Check each line below for the word "members". How many have it? Answer with the number only.

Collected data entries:
◇ ◇ ◇ ◇ ◇ ◇ ◇

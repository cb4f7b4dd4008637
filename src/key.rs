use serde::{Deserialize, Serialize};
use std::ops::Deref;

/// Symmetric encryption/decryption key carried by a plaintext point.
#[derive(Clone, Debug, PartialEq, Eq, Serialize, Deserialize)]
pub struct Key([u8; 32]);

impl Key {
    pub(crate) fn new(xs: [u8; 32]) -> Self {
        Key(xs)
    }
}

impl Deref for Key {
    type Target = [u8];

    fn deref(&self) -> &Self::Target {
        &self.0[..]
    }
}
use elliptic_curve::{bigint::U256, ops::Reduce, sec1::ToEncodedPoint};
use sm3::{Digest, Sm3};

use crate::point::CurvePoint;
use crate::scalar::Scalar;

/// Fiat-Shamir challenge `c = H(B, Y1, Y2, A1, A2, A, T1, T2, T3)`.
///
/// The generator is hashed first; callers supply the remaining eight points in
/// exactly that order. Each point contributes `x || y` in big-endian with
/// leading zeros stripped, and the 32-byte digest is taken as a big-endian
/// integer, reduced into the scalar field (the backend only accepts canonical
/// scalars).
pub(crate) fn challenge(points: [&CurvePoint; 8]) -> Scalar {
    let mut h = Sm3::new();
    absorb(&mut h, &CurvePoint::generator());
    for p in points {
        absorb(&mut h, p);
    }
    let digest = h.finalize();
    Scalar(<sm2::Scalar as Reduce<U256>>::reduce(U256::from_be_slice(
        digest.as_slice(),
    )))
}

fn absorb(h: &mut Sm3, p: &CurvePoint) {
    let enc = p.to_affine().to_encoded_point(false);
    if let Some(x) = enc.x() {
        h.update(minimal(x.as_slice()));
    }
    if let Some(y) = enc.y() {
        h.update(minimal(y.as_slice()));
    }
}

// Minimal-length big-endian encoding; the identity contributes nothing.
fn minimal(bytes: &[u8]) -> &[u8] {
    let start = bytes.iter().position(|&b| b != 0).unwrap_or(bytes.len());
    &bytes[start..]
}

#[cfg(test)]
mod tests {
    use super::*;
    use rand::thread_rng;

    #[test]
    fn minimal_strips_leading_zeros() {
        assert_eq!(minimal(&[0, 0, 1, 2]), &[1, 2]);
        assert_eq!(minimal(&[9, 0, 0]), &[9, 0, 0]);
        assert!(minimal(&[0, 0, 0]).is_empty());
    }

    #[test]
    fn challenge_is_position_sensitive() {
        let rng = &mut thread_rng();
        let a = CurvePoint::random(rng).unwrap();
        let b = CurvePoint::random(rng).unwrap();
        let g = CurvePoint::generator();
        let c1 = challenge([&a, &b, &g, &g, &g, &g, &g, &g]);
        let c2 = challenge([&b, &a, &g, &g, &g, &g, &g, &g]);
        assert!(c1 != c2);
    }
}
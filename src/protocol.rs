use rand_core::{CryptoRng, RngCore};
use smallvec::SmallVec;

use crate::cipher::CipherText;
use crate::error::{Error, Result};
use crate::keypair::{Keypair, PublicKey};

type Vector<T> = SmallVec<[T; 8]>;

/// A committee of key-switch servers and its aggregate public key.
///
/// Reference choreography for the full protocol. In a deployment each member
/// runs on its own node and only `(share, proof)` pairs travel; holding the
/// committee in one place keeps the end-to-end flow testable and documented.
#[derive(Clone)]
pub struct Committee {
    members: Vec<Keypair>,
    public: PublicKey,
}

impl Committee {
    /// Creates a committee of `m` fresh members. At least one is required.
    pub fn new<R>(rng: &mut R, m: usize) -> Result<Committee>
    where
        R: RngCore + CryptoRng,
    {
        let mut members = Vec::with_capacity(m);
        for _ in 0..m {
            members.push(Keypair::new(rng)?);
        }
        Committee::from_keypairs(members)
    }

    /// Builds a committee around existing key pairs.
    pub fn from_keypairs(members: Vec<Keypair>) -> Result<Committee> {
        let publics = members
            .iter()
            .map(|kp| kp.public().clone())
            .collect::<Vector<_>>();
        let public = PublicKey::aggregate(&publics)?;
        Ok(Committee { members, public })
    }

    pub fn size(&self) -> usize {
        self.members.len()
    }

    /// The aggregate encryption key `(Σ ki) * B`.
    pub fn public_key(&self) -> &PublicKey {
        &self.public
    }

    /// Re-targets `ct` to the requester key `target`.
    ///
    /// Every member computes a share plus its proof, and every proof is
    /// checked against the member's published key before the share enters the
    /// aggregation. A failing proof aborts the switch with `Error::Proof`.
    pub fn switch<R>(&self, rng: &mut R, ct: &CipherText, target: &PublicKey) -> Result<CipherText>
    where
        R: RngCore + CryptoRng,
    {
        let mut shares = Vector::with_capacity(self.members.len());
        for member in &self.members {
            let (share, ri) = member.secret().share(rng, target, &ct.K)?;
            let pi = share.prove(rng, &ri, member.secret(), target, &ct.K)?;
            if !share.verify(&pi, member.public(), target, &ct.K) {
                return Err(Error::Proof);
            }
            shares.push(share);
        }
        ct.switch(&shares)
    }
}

◇ ◇ ◇ ◇ ◇ ◇ ◇

OUTPUT OF THE EXERCISE: 11